▸ **HOW TO COMPLETE THIS TASK**: Find every line below with the string "matches" and pick it out.

▸ **DATA FOR THIS TASK**:
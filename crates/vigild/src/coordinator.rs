//! Acknowledgment coordinator - creation, acknowledgment and resolution.
//!
//! Every mutation takes the alert's lock, builds the next state on a copy,
//! persists it, and only then swaps it in and publishes the event. The
//! scheduler's timer callbacks go through the same lock, so an
//! acknowledgment and an escalation for one alert are totally ordered.

use crate::directory::Recipients;
use crate::scheduler::Scheduler;
use crate::state::{AlertSlot, EngineState};
use chrono::Utc;
use serde::Serialize;
use std::sync::Arc;
use tracing::{debug, info};
use vigil_shared::{
    AcknowledgmentRecord, Alert, AlertEvent, AlertId, AlertStatus, CreateAlertRequest, EventType,
    ResponseType, Result, VigilError,
};

/// Result of an acknowledge call
#[derive(Debug, Clone, Serialize)]
pub struct AckOutcome {
    pub alert: Alert,
    pub record: AcknowledgmentRecord,
    /// Whether this response made the responder the owner
    pub took_ownership: bool,
}

/// Result of a resolve call
#[derive(Debug, Clone, Serialize)]
pub struct ResolveOutcome {
    pub alert: Alert,
    /// `None` when the alert was already resolved
    #[serde(skip_serializing_if = "Option::is_none")]
    pub record: Option<AcknowledgmentRecord>,
    pub already_resolved: bool,
}

pub struct Coordinator {
    state: Arc<EngineState>,
    scheduler: Arc<Scheduler>,
}

fn require_responder(responder_id: &str) -> Result<&str> {
    let responder_id = responder_id.trim();
    if responder_id.is_empty() {
        return Err(VigilError::Validation("responder_id is required".to_string()));
    }
    Ok(responder_id)
}

impl Coordinator {
    pub fn new(state: Arc<EngineState>, scheduler: Arc<Scheduler>) -> Self {
        Self { state, scheduler }
    }

    /// Raise an alert at tier 1 and arm its first deadline
    pub async fn create(&self, request: CreateAlertRequest) -> Result<Alert> {
        request.validate()?;

        let tiers = self
            .state
            .directory
            .escalation_tiers(&request.facility_id, &request.alert_type)
            .await?;

        let now = Utc::now();
        let mut alert = Alert::new(request, tiers, now);
        alert.bump_sequence(now);
        let recipients = Recipients::resolve(self.state.directory.as_ref(), &alert).await;
        let event = AlertEvent::from_alert(
            &alert,
            EventType::Created,
            Some(alert.created_by.as_str()),
            None,
        );

        self.state.persist(&alert, None, &event, None).await?;

        let slot = self.state.book.insert(alert.clone(), recipients).await;
        let slot = slot.lock().await;
        self.state.dispatcher.publish(&event, &slot.recipients);
        if let Some(deadline) = alert.pending_deadline() {
            self.scheduler.arm(alert.id, alert.current_tier, deadline);
        }

        info!(
            alert_id = %alert.id,
            facility_id = %alert.facility_id,
            urgency = alert.urgency,
            "Alert created at {} ({} tiers)",
            alert.location,
            alert.max_tier()
        );
        Ok(alert)
    }

    /// Record a response. `responding` and `taking_over` can claim ownership,
    /// which halts escalation; anything else is appended without changing
    /// status. A `resolved` response resolves the alert.
    pub async fn acknowledge(
        &self,
        alert_id: AlertId,
        responder_id: &str,
        response_type: ResponseType,
        note: Option<String>,
    ) -> Result<AckOutcome> {
        let responder_id = require_responder(responder_id)?;
        let slot = self
            .state
            .book
            .get(alert_id)
            .await
            .ok_or_else(|| VigilError::NotFound(alert_id.to_string()))?;
        let mut slot = slot.lock().await;

        if slot.alert.is_terminal() {
            return Err(VigilError::Conflict(format!(
                "alert {} is {}",
                alert_id, slot.alert.status
            )));
        }

        if response_type == ResponseType::Resolved {
            let (alert, record) = self.resolve_locked(&mut slot, responder_id, note).await?;
            return Ok(AckOutcome {
                alert,
                record,
                took_ownership: false,
            });
        }

        let now = Utc::now();
        let from = slot.alert.status;
        let mut next = slot.alert.clone();

        let took_ownership = response_type.claims_ownership()
            && (next.acknowledged_by.is_none() || response_type == ResponseType::TakingOver);
        let event_type = if took_ownership {
            next.acknowledged_by = Some(responder_id.to_string());
            next.status = AlertStatus::Acknowledged;
            next.reschedule(now);
            EventType::Acknowledged
        } else {
            EventType::ResponseAdded
        };

        let sequence = next.bump_sequence(now);
        let record = AcknowledgmentRecord {
            alert_id,
            responder_id: responder_id.to_string(),
            response_type,
            timestamp: now,
            note: note.clone(),
            sequence,
        };
        let event = AlertEvent::from_alert(&next, event_type, Some(responder_id), note.as_deref());

        self.state
            .persist(&next, Some(&record), &event, Some(from))
            .await?;

        slot.alert = next;
        if took_ownership {
            self.scheduler.cancel(alert_id);
            info!(
                alert_id = %alert_id,
                tier = slot.alert.current_tier,
                sequence,
                "Alert acknowledged by {} ({})",
                responder_id,
                response_type
            );
        } else {
            debug!(alert_id = %alert_id, sequence, "Response recorded: {} {}", responder_id, response_type);
        }
        self.state.dispatcher.publish(&event, &slot.recipients);

        Ok(AckOutcome {
            alert: slot.alert.clone(),
            record,
            took_ownership,
        })
    }

    /// Resolve from any non-terminal status. Resolving a resolved alert
    /// returns it unchanged; resolving an expired one is a conflict.
    pub async fn resolve(
        &self,
        alert_id: AlertId,
        responder_id: &str,
        note: Option<String>,
    ) -> Result<ResolveOutcome> {
        let responder_id = require_responder(responder_id)?;
        let slot = self
            .state
            .book
            .get(alert_id)
            .await
            .ok_or_else(|| VigilError::NotFound(alert_id.to_string()))?;
        let mut slot = slot.lock().await;

        match slot.alert.status {
            AlertStatus::Resolved => {
                debug!(alert_id = %alert_id, "Already resolved");
                return Ok(ResolveOutcome {
                    alert: slot.alert.clone(),
                    record: None,
                    already_resolved: true,
                });
            }
            AlertStatus::Expired => {
                return Err(VigilError::Conflict(format!("alert {} is expired", alert_id)));
            }
            _ => {}
        }

        let (alert, record) = self.resolve_locked(&mut slot, responder_id, note).await?;
        Ok(ResolveOutcome {
            alert,
            record: Some(record),
            already_resolved: false,
        })
    }

    async fn resolve_locked(
        &self,
        slot: &mut AlertSlot,
        responder_id: &str,
        note: Option<String>,
    ) -> Result<(Alert, AcknowledgmentRecord)> {
        let now = Utc::now();
        let from = slot.alert.status;
        let mut next = slot.alert.clone();
        next.status = AlertStatus::Resolved;
        next.resolved_by = Some(responder_id.to_string());
        next.resolved_at = Some(now);
        next.reschedule(now);
        let sequence = next.bump_sequence(now);

        let record = AcknowledgmentRecord {
            alert_id: next.id,
            responder_id: responder_id.to_string(),
            response_type: ResponseType::Resolved,
            timestamp: now,
            note: note.clone(),
            sequence,
        };
        let event = AlertEvent::from_alert(
            &next,
            EventType::Resolved,
            Some(responder_id),
            note.as_deref(),
        );

        self.state
            .persist(&next, Some(&record), &event, Some(from))
            .await?;

        slot.alert = next;
        self.scheduler.cancel(slot.alert.id);
        self.state.dispatcher.publish(&event, &slot.recipients);
        info!(
            alert_id = %slot.alert.id,
            tier = slot.alert.current_tier,
            sequence,
            "Alert resolved by {}",
            responder_id
        );
        Ok((slot.alert.clone(), record))
    }
}

#[cfg(test)]
mod tests {
    use super::*;
    use crate::config::DispatchConfig;
    use crate::directory::StaticDirectory;
    use crate::dispatcher::Dispatcher;
    use crate::registry::SubscriptionRegistry;
    use crate::store::MemoryStore;
    use std::time::Duration;

    fn setup() -> (Coordinator, Arc<Scheduler>, Arc<MemoryStore>) {
        let store = Arc::new(MemoryStore::new());
        let (dispatcher, _worker) = Dispatcher::new(
            &DispatchConfig::default(),
            Arc::new(SubscriptionRegistry::new()),
            vec![],
        );
        let state = Arc::new(EngineState::new(
            store.clone(),
            Arc::new(StaticDirectory::new(
                vec![],
                crate::config::Config::default().escalation.default_tiers,
            )),
            dispatcher,
        ));
        let scheduler = Arc::new(Scheduler::new(state.clone(), Duration::from_secs(5)));
        (Coordinator::new(state, scheduler.clone()), scheduler, store)
    }

    fn request() -> CreateAlertRequest {
        CreateAlertRequest {
            facility_id: "north".to_string(),
            location: "ward 3 bed 2".to_string(),
            alert_type: "code_blue".to_string(),
            urgency: 5,
            description: "unresponsive".to_string(),
            created_by: "nurse-7".to_string(),
        }
    }

    #[tokio::test]
    async fn test_create_arms_tier_one() {
        let (coordinator, scheduler, store) = setup();
        let alert = coordinator.create(request()).await.unwrap();

        assert_eq!(alert.status, AlertStatus::Active);
        assert_eq!(alert.current_tier, 1);
        assert_eq!(alert.sequence, 1);
        assert!(alert.next_escalation_at.is_some());
        assert_eq!(scheduler.armed_tier(alert.id), Some(1));
        assert_eq!(store.audit_log().len(), 1);
    }

    #[tokio::test]
    async fn test_create_rejects_bad_urgency() {
        let (coordinator, _, store) = setup();
        let mut req = request();
        req.urgency = 9;
        let err = coordinator.create(req).await.unwrap_err();
        assert!(matches!(err, VigilError::Validation(_)));
        assert!(store.audit_log().is_empty());
    }

    #[tokio::test]
    async fn test_create_rejects_blank_creator() {
        let (coordinator, _, store) = setup();
        let mut req = request();
        req.created_by = "  ".to_string();
        let err = coordinator.create(req).await.unwrap_err();
        assert!(matches!(err, VigilError::Validation(ref m) if m.contains("created_by")));
        assert!(store.audit_log().is_empty());
    }

    #[tokio::test]
    async fn test_second_responder_does_not_take_ownership() {
        let (coordinator, scheduler, _) = setup();
        let alert = coordinator.create(request()).await.unwrap();

        let first = coordinator
            .acknowledge(alert.id, "alice", ResponseType::Responding, None)
            .await
            .unwrap();
        assert!(first.took_ownership);
        assert_eq!(first.alert.status, AlertStatus::Acknowledged);
        assert!(!scheduler.is_armed(alert.id));

        let second = coordinator
            .acknowledge(alert.id, "bob", ResponseType::Responding, Some("on my way".to_string()))
            .await
            .unwrap();
        assert!(!second.took_ownership);
        assert_eq!(second.alert.acknowledged_by.as_deref(), Some("alice"));
        assert_eq!(second.record.sequence, 3);
    }

    #[tokio::test]
    async fn test_taking_over_replaces_owner() {
        let (coordinator, _, _) = setup();
        let alert = coordinator.create(request()).await.unwrap();
        coordinator
            .acknowledge(alert.id, "alice", ResponseType::Responding, None)
            .await
            .unwrap();

        let outcome = coordinator
            .acknowledge(alert.id, "dr-kim", ResponseType::TakingOver, None)
            .await
            .unwrap();
        assert!(outcome.took_ownership);
        assert_eq!(outcome.alert.acknowledged_by.as_deref(), Some("dr-kim"));
    }

    #[tokio::test]
    async fn test_unable_keeps_escalating() {
        let (coordinator, scheduler, _) = setup();
        let alert = coordinator.create(request()).await.unwrap();

        let outcome = coordinator
            .acknowledge(alert.id, "alice", ResponseType::Unable, None)
            .await
            .unwrap();
        assert!(!outcome.took_ownership);
        assert_eq!(outcome.alert.status, AlertStatus::Active);
        assert_eq!(outcome.alert.next_escalation_at, alert.next_escalation_at);
        assert!(scheduler.is_armed(alert.id));
    }

    #[tokio::test]
    async fn test_acknowledge_errors() {
        let (coordinator, _, _) = setup();
        let err = coordinator
            .acknowledge(AlertId::new(), "alice", ResponseType::Responding, None)
            .await
            .unwrap_err();
        assert!(matches!(err, VigilError::NotFound(_)));

        let alert = coordinator.create(request()).await.unwrap();
        let err = coordinator
            .acknowledge(alert.id, "  ", ResponseType::Responding, None)
            .await
            .unwrap_err();
        assert!(matches!(err, VigilError::Validation(_)));

        coordinator.resolve(alert.id, "alice", None).await.unwrap();
        let err = coordinator
            .acknowledge(alert.id, "bob", ResponseType::Responding, None)
            .await
            .unwrap_err();
        assert!(matches!(err, VigilError::Conflict(_)));
    }

    #[tokio::test]
    async fn test_resolved_response_resolves() {
        let (coordinator, scheduler, _) = setup();
        let alert = coordinator.create(request()).await.unwrap();

        let outcome = coordinator
            .acknowledge(alert.id, "alice", ResponseType::Resolved, None)
            .await
            .unwrap();
        assert_eq!(outcome.alert.status, AlertStatus::Resolved);
        assert_eq!(outcome.alert.resolved_by.as_deref(), Some("alice"));
        assert_eq!(outcome.record.response_type, ResponseType::Resolved);
        assert!(!scheduler.is_armed(alert.id));
    }

    #[tokio::test]
    async fn test_persistence_failure_leaves_state_unchanged() {
        let (coordinator, scheduler, store) = setup();
        let alert = coordinator.create(request()).await.unwrap();

        store.set_fail_writes(true);
        let err = coordinator
            .acknowledge(alert.id, "alice", ResponseType::Responding, None)
            .await
            .unwrap_err();
        assert!(matches!(err, VigilError::Persistence(_)));
        assert!(scheduler.is_armed(alert.id));

        store.set_fail_writes(false);
        let retried = coordinator
            .acknowledge(alert.id, "alice", ResponseType::Responding, None)
            .await
            .unwrap();
        // Same sequence the failed attempt would have used
        assert_eq!(retried.record.sequence, 2);
        assert_eq!(retried.alert.status, AlertStatus::Acknowledged);
    }
}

▸ **ANSWER FOR THIS EXERCISE**:
        assert!(matches!(err, VigilError::Validation(_)));
        assert!(matches!(err, VigilError::Validation(ref m) if m.contains("created_by")));
        assert!(matches!(err, VigilError::NotFound(_)));
        assert!(matches!(err, VigilError::Validation(_)));
        assert!(matches!(err, VigilError::Conflict(_)));
        assert!(matches!(err, VigilError::Persistence(_)));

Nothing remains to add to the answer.